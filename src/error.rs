//! Error types for featherlink
//!
//! All errors in the application are converted to `AppError`,
//! which implements `IntoResponse` for proper HTTP error responses.

use axum::http::StatusCode;
use axum::response::{IntoResponse, Response};
use thiserror::Error;

/// Application-wide error type
///
/// Feed, subscription and key operations all report failures through
/// this enum. None of the variants is fatal for a running process.
#[derive(Debug, Error)]
pub enum AppError {
    /// Topic URI could not be parsed (400)
    #[error("Invalid topic: {0}")]
    InvalidTopic(String),

    /// Account or post absent upstream (404)
    #[error("Resource not found")]
    NotFound,

    /// Transient upstream timeline failure (502)
    #[error("Upstream error: {0}")]
    Upstream(String),

    /// Inbound activity with an unhandled object type or verb (422)
    #[error("Unsupported activity: {0}")]
    UnsupportedActivity(String),

    /// Database error (500)
    #[error("Database error: {0}")]
    Database(#[from] sqlx::Error),

    /// Signing key generation or encoding error (500)
    #[error("Key error: {0}")]
    Key(String),

    /// Configuration error (500)
    #[error("Configuration error: {0}")]
    Config(String),

    /// Internal server error (500)
    #[error("Internal error: {0}")]
    Internal(#[from] anyhow::Error),
}

impl From<config::ConfigError> for AppError {
    fn from(err: config::ConfigError) -> Self {
        AppError::Config(err.to_string())
    }
}

impl From<rsa::Error> for AppError {
    fn from(err: rsa::Error) -> Self {
        AppError::Key(err.to_string())
    }
}

impl From<rsa::pkcs1::Error> for AppError {
    fn from(err: rsa::pkcs1::Error) -> Self {
        AppError::Key(err.to_string())
    }
}

impl IntoResponse for AppError {
    /// Convert error to HTTP response
    ///
    /// Maps each error variant to appropriate HTTP status code
    /// and JSON error body.
    fn into_response(self) -> Response {
        use axum::Json;

        let (status, error_message, error_type) = match &self {
            AppError::InvalidTopic(_) => {
                (StatusCode::BAD_REQUEST, self.to_string(), "invalid_topic")
            }
            AppError::NotFound => (StatusCode::NOT_FOUND, self.to_string(), "not_found"),
            AppError::Upstream(_) => (StatusCode::BAD_GATEWAY, self.to_string(), "upstream"),
            AppError::UnsupportedActivity(_) => (
                StatusCode::UNPROCESSABLE_ENTITY,
                self.to_string(),
                "unsupported_activity",
            ),
            AppError::Database(_) => (
                StatusCode::INTERNAL_SERVER_ERROR,
                "Database error".to_string(),
                "database",
            ),
            AppError::Key(_) => (
                StatusCode::INTERNAL_SERVER_ERROR,
                "Key error".to_string(),
                "key",
            ),
            AppError::Config(msg) => (StatusCode::INTERNAL_SERVER_ERROR, msg.clone(), "config"),
            AppError::Internal(_) => (
                StatusCode::INTERNAL_SERVER_ERROR,
                "Internal server error".to_string(),
                "internal",
            ),
        };

        crate::metrics::ERRORS_TOTAL
            .with_label_values(&[error_type])
            .inc();

        let body = Json(serde_json::json!({
            "error": error_message,
        }));

        (status, body).into_response()
    }
}

/// Result type alias using AppError
pub type Result<T> = std::result::Result<T, AppError>;
//! Data models
//!
//! Rust structs representing durable records.

use chrono::{DateTime, Utc};
use serde::{Deserialize, Serialize};

// =============================================================================
// Subscription lease
// =============================================================================

/// Separator between topic and callback in lease keys
///
/// Topic and callback are URLs, which never contain a raw space.
const LEASE_KEY_SEPARATOR: char = ' ';

/// A hub subscription lease
#[derive(Debug, Clone, PartialEq, Eq, Serialize, Deserialize)]
pub struct LeaseRecord {
    /// Topic URL
    pub topic: String,
    /// Subscriber callback URL
    pub callback: String,
    /// Secret used to sign content delivered to the callback
    pub secret: String,
    /// Lease expiry
    pub lease_end: DateTime<Utc>,
}

impl LeaseRecord {
    pub fn key(&self) -> String {
        lease_key(&self.topic, &self.callback)
    }

    pub fn is_expired_at(&self, now: DateTime<Utc>) -> bool {
        self.lease_end <= now
    }
}

/// Combine topic and callback into one storage key
pub fn lease_key(topic: &str, callback: &str) -> String {
    format!("{}{}{}", topic, LEASE_KEY_SEPARATOR, callback)
}

/// Split a storage key back into (topic, callback)
pub fn split_lease_key(key: &str) -> Option<(String, String)> {
    let (topic, callback) = key.split_once(LEASE_KEY_SEPARATOR)?;
    Some((topic.to_string(), callback.to_string()))
}

// =============================================================================
// Signing key
// =============================================================================

/// Outcome of a signing key lookup
#[derive(Debug, Clone, PartialEq, Eq)]
pub struct StoredKey {
    /// PKCS#1 DER encoded private key
    pub private_key_der: Vec<u8>,
    /// Whether this lookup generated and stored the key
    pub created: bool,
}

#[cfg(test)]
mod tests {
    use super::*;

    #[test]
    fn test_lease_key_round_trip() {
        let key = lease_key(
            "https://bridge.example.com/@alice.atom",
            "https://social.example.org/push/1?token=a%20b",
        );
        assert_eq!(
            split_lease_key(&key),
            Some((
                "https://bridge.example.com/@alice.atom".to_string(),
                "https://social.example.org/push/1?token=a%20b".to_string()
            ))
        );
        assert_eq!(split_lease_key("no-separator"), None);
    }
}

********************

Prompt: For this exercise, copy each line from the listing above that has the word "lookup".

Completed exercise:
/// Outcome of a signing key lookup
    /// Whether this lookup generated and stored the key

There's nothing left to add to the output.